> **EXERCISE OBJECTIVE**: Reproduce every record exactly as written.

(Dataset records)
=======

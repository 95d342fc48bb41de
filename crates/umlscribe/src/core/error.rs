//! Core error types for record rendering
//!
//! This module defines the error kinds surfaced by the normalize → render
//! pipeline and by the glue that feeds it.

use std::fmt;
use std::path::PathBuf;

use thiserror::Error;

/// A record line that does not have the shape its section expects
///
/// Malformed records are recoverable: the scanner skips the offending line,
/// keeps one of these on the render output, and carries on with the next
/// line.
#[derive(Debug, Clone, PartialEq, Eq)]
pub struct MalformedRecord {
    /// 1-based position of the line in the input stream
    pub line_number: usize,
    /// The trimmed line text
    pub line: String,
    /// Entity the line was attributed to, if one was open
    pub entity: Option<String>,
    pub reason: String,
}

impl MalformedRecord {
    pub fn new(
        line_number: usize,
        line: impl Into<String>,
        entity: Option<&str>,
        reason: impl Into<String>,
    ) -> Self {
        Self {
            line_number,
            line: line.into(),
            entity: entity.map(str::to_string),
            reason: reason.into(),
        }
    }
}

impl fmt::Display for MalformedRecord {
    fn fmt(&self, f: &mut fmt::Formatter<'_>) -> fmt::Result {
        match &self.entity {
            Some(entity) => write!(
                f,
                "line {} in {}: {} ({:?})",
                self.line_number, entity, self.reason, self.line
            ),
            None => write!(
                f,
                "line {}: {} ({:?})",
                self.line_number, self.reason, self.line
            ),
        }
    }
}

/// Core error types for record rendering
#[derive(Error, Debug)]
pub enum DiagramError {
    #[error("Unsupported notation: {notation}")]
    UnsupportedNotation { notation: String },

    #[error("Malformed record: {0}")]
    MalformedRecord(MalformedRecord),

    #[error("Unreadable record source '{}': {source}", .path.display())]
    UnreadableSource {
        path: PathBuf,
        #[source]
        source: std::io::Error,
    },

    #[error("IO error: {source}")]
    IoError {
        #[from]
        source: std::io::Error,
    },
}

impl DiagramError {
    /// Create a new unsupported notation error
    pub fn unsupported_notation(notation: impl Into<String>) -> Self {
        Self::UnsupportedNotation {
            notation: notation.into(),
        }
    }

    /// Create a new unreadable source error
    pub fn unreadable_source(path: impl Into<PathBuf>, source: std::io::Error) -> Self {
        Self::UnreadableSource {
            path: path.into(),
            source,
        }
    }
}

impl From<MalformedRecord> for DiagramError {
    fn from(record: MalformedRecord) -> Self {
        Self::MalformedRecord(record)
    }
}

=======

> **OUTPUT FOR THIS EXERCISE**:
repository 95d342fc48bb41de
filename crates/umlscribe/src/core/error.rs
//! Core error types for record rendering
//!
//! This module defines the error kinds surfaced by the normalize → render
//! pipeline and by the glue that feeds it.

use std::fmt;
use std::path::PathBuf;

use thiserror::Error;

/// A record line that does not have the shape its section expects
///
/// Malformed records are recoverable: the scanner skips the offending line,
/// keeps one of these on the render output, and carries on with the next
/// line.
#[derive(Debug, Clone, PartialEq, Eq)]
pub struct MalformedRecord {
    /// 1-based position of the line in the input stream
    pub line_number: usize,
    /// The trimmed line text
    pub line: String,
    /// Entity the line was attributed to, if one was open
    pub entity: Option<String>,
    pub reason: String,
}

impl MalformedRecord {
    pub fn new(
        line_number: usize,
        line: impl Into<String>,
        entity: Option<&str>,
        reason: impl Into<String>,
    ) -> Self {
        Self {
            line_number,
            line: line.into(),
            entity: entity.map(str::to_string),
            reason: reason.into(),
        }
    }
}

impl fmt::Display for MalformedRecord {
    fn fmt(&self, f: &mut fmt::Formatter<'_>) -> fmt::Result {
        match &self.entity {
            Some(entity) => write!(
                f,
                "line {} in {}: {} ({:?})",
                self.line_number, entity, self.reason, self.line
            ),
            None => write!(
                f,
                "line {}: {} ({:?})",
                self.line_number, self.reason, self.line
            ),
        }
    }
}

/// Core error types for record rendering
#[derive(Error, Debug)]
pub enum DiagramError {
    #[error("Unsupported notation: {notation}")]
    UnsupportedNotation { notation: String },

    #[error("Malformed record: {0}")]
    MalformedRecord(MalformedRecord),

    #[error("Unreadable record source '{}': {source}", .path.display())]
    UnreadableSource {
        path: PathBuf,
        #[source]
        source: std::io::Error,
    },

    #[error("IO error: {source}")]
    IoError {
        #[from]
        source: std::io::Error,
    },
}

impl DiagramError {
    /// Create a new unsupported notation error
    pub fn unsupported_notation(notation: impl Into<String>) -> Self {
        Self::UnsupportedNotation {
            notation: notation.into(),
        }
    }

    /// Create a new unreadable source error
    pub fn unreadable_source(path: impl Into<PathBuf>, source: std::io::Error) -> Self {
        Self::UnreadableSource {
            path: path.into(),
            source,
        }
    }
}

impl From<MalformedRecord> for DiagramError {
    fn from(record: MalformedRecord) -> Self {
        Self::MalformedRecord(record)
    }
}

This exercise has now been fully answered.